→ **Prompt**
Match on the string "Builds" in the entries below and return every matching line.

### Supplied data ###

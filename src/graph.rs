use crate::{
    sync::{AtomicI64, Mutex, MutexGuard, Ordering},
    types::{EdgeId, Flow, Height, NodeId},
    worklist::Worklist,
};
use derive_more::Debug;
use log::debug;
use thiserror::Error;

/// Error returned when an edge list does not describe a valid network.
#[derive(Debug, Error, Clone, PartialEq, Eq)]
#[non_exhaustive]
pub enum GraphError {
    /// The network must contain at least one node.
    #[error("network has no nodes")]
    Empty,
    /// An edge references a node outside `0..node_count`.
    #[error("edge {edge} endpoint {endpoint} is out of range for {node_count} node(s)")]
    EndpointOutOfRange {
        /// Position of the offending edge in the input list.
        edge: usize,
        /// The out-of-range endpoint.
        endpoint: NodeId,
        /// Number of nodes in the network.
        node_count: usize,
    },
    /// Capacities are non-negative by definition.
    #[error("edge {edge} has negative capacity {capacity}")]
    NegativeCapacity {
        /// Position of the offending edge in the input list.
        edge: usize,
        /// The rejected capacity.
        capacity: Flow,
    },
}

/// Mutable per-node state.
///
/// A plain value type with no embedded synchronization primitive; the
/// network's parallel lock array guards it, one lock per index.
#[derive(Debug, Default)]
pub(crate) struct NodeState {
    /// Height label. Only grows.
    pub(crate) height: Height,
    /// Excess preflow resident at the node. Never negative.
    pub(crate) excess: Flow,
}

/// One edge record, shared by both endpoints' adjacency lists.
#[derive(Debug)]
pub(crate) struct EdgeState {
    /// First endpoint; flow is positive when running `u -> v`.
    pub(crate) u: NodeId,
    /// Second endpoint.
    pub(crate) v: NodeId,
    pub(crate) capacity: Flow,
    /// Signed flow. Read and written only while both endpoint locks are
    /// held: the atomic makes the sharing between the two adjacency lists
    /// sound, the lock pair is the actual exclusion discipline.
    #[debug(skip)]
    flow: AtomicI64,
}

impl EdgeState {
    fn new(u: NodeId, v: NodeId, capacity: Flow) -> Self {
        Self {
            u,
            v,
            capacity,
            flow: AtomicI64::new(0),
        }
    }

    /// The endpoint opposite to `node`.
    pub(crate) fn other(&self, node: NodeId) -> NodeId {
        if node == self.u {
            self.v
        } else {
            self.u
        }
    }

    /// Remaining pushable amount away from `from`: forward pushes are
    /// bounded by `capacity - flow`, reverse pushes by `capacity + flow`.
    pub(crate) fn residual(&self, from: NodeId) -> Flow {
        let flow = self.flow.load(Ordering::Relaxed);
        if from == self.u {
            self.capacity - flow
        } else {
            self.capacity + flow
        }
    }

    /// Moves `delta` units of flow away from `from`.
    pub(crate) fn apply(&self, from: NodeId, delta: Flow) {
        let flow = self.flow.load(Ordering::Relaxed);
        let flow = if from == self.u {
            flow + delta
        } else {
            flow - delta
        };
        self.flow.store(flow, Ordering::Relaxed);
    }

    pub(crate) fn flow_value(&self) -> Flow {
        self.flow.load(Ordering::Relaxed)
    }
}

/// A capacitated network together with the shared solver state: the edge
/// array, the per-node lock array and the excess worklist.
///
/// Topology is immutable after construction. Adjacency lists hold edge
/// indices, so each edge record is reachable from both of its endpoints
/// without duplication. The source is node `0`, the sink node
/// `node_count - 1`.
#[must_use]
#[derive(Debug)]
pub struct FlowNetwork {
    node_count: usize,
    source: NodeId,
    sink: NodeId,
    #[debug(skip)]
    pub(crate) nodes: Vec<Mutex<NodeState>>,
    #[debug(skip)]
    pub(crate) edges: Vec<EdgeState>,
    #[debug(skip)]
    pub(crate) adjacency: Vec<Vec<EdgeId>>,
    #[debug(skip)]
    pub(crate) worklist: Worklist,
}

impl FlowNetwork {
    /// Builds a network from `(u, v, capacity)` records.
    ///
    /// Endpoints must lie in `0..node_count` and capacities must be
    /// non-negative. Self-loops are dropped: they can never carry useful
    /// flow, and the two-lock discipline cannot lock one node twice.
    ///
    /// # Errors
    /// If the edge list is structurally invalid.
    pub fn from_edges(
        node_count: usize,
        edges: &[(NodeId, NodeId, Flow)],
    ) -> Result<Self, GraphError> {
        if node_count == 0 {
            return Err(GraphError::Empty);
        }
        let source = 0;
        let sink = node_count - 1;

        let mut edge_states = Vec::with_capacity(edges.len());
        let mut adjacency = vec![Vec::new(); node_count];
        for (index, &(u, v, capacity)) in edges.iter().enumerate() {
            for endpoint in [u, v] {
                if endpoint >= node_count {
                    return Err(GraphError::EndpointOutOfRange {
                        edge: index,
                        endpoint,
                        node_count,
                    });
                }
            }
            if capacity < 0 {
                return Err(GraphError::NegativeCapacity {
                    edge: index,
                    capacity,
                });
            }
            if u == v {
                debug!("dropping self-loop edge {index} at node {u}");
                continue;
            }
            let edge_id = edge_states.len();
            adjacency[u].push(edge_id);
            adjacency[v].push(edge_id);
            edge_states.push(EdgeState::new(u, v, capacity));
        }

        let nodes = (0..node_count)
            .map(|_| Mutex::new(NodeState::default()))
            .collect();

        Ok(Self {
            node_count,
            source,
            sink,
            nodes,
            edges: edge_states,
            adjacency,
            worklist: Worklist::new(source, sink),
        })
    }

    /// Number of nodes in the network.
    pub fn node_count(&self) -> usize {
        self.node_count
    }

    /// Number of edges kept at build time (self-loops excluded).
    pub fn edge_count(&self) -> usize {
        self.edges.len()
    }

    /// The source node, fixed as node `0`.
    pub fn source(&self) -> NodeId {
        self.source
    }

    /// The sink node, fixed as node `node_count - 1`.
    pub fn sink(&self) -> NodeId {
        self.sink
    }

    /// Net signed flow on `edge`, positive from the edge's first endpoint
    /// toward its second. Intended for quiescent (post-run) inspection.
    pub fn flow(&self, edge: EdgeId) -> Flow {
        self.edges[edge].flow_value()
    }

    /// Capacity of `edge`.
    pub fn capacity(&self, edge: EdgeId) -> Flow {
        self.edges[edge].capacity
    }

    /// The `(u, v)` endpoint pair of `edge`.
    pub fn endpoints(&self, edge: EdgeId) -> (NodeId, NodeId) {
        let edge = &self.edges[edge];
        (edge.u, edge.v)
    }

    /// Excess preflow currently resident at `node`.
    pub fn excess(&self, node: NodeId) -> Flow {
        self.lock_node(node).excess
    }

    /// Height label of `node`.
    pub fn height(&self, node: NodeId) -> Height {
        self.lock_node(node).height
    }

    pub(crate) fn lock_node(&self, node: NodeId) -> MutexGuard<'_, NodeState> {
        self.nodes[node].lock().expect("node mutex poisoned")
    }

    /// Locks two distinct nodes, lower index first, and returns the guards
    /// in argument order. Every two-lock acquisition in the crate goes
    /// through here; the index order is what rules out deadlock between
    /// concurrent dispatches.
    pub(crate) fn lock_pair(
        &self,
        u: NodeId,
        v: NodeId,
    ) -> (MutexGuard<'_, NodeState>, MutexGuard<'_, NodeState>) {
        debug_assert_ne!(u, v, "two-lock acquisition requires distinct nodes");
        if u < v {
            let u_guard = self.lock_node(u);
            let v_guard = self.lock_node(v);
            (u_guard, v_guard)
        } else {
            let v_guard = self.lock_node(v);
            let u_guard = self.lock_node(u);
            (u_guard, v_guard)
        }
    }
}
use crate::graph::FlowNetwork;
use log::debug;

impl FlowNetwork {
    /// Builds the initial preflow.
    ///
    /// The source is lifted to `node_count` and every incident edge is
    /// saturated away from it: the edge's full capacity is credited to the
    /// source as excess and pushed across, which enqueues each neighbor
    /// whose excess just became positive.
    pub(crate) fn initialize_preflow(&self) {
        let source = self.source();
        {
            let mut source_state = self.lock_node(source);
            source_state.height = self.node_count();
        }
        debug!(
            "saturating {} edge(s) incident to the source",
            self.adjacency[source].len()
        );
        for &edge_id in &self.adjacency[source] {
            let edge = &self.edges[edge_id];
            let neighbor = edge.other(source);
            let (mut source_state, mut neighbor_state) = self.lock_pair(source, neighbor);
            source_state.excess += edge.capacity;
            self.push(source, neighbor, edge, &mut source_state, &mut neighbor_state);
        }
    }
}
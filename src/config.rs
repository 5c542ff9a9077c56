use core::num::NonZeroUsize;

/// Default number of worker threads in the pool.
///
/// A fixed tunable, deliberately not derived from the graph size: the pool
/// is bounded by contention on the worklist long before it is bounded by
/// the number of excess nodes.
pub const DEFAULT_WORKERS: usize = 10;

/// Runtime configuration of the solver's worker pool.
#[must_use]
#[derive(Debug, Clone, Copy, PartialEq, Eq)]
pub struct SolverConfig {
    /// Number of worker threads to spawn. At least one worker is required
    /// for the pool to drain the worklist at all.
    pub workers: NonZeroUsize,
}

impl SolverConfig {
    /// Configuration with an explicit worker count.
    pub fn with_workers(workers: NonZeroUsize) -> Self {
        Self { workers }
    }
}

impl Default for SolverConfig {
    fn default() -> Self {
        Self {
            workers: NonZeroUsize::new(DEFAULT_WORKERS).expect("DEFAULT_WORKERS is non-zero"),
        }
    }
}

###

→ **Exercise result**
    /// Builds a network from `(u, v, capacity)` records.
    /// Builds the initial preflow.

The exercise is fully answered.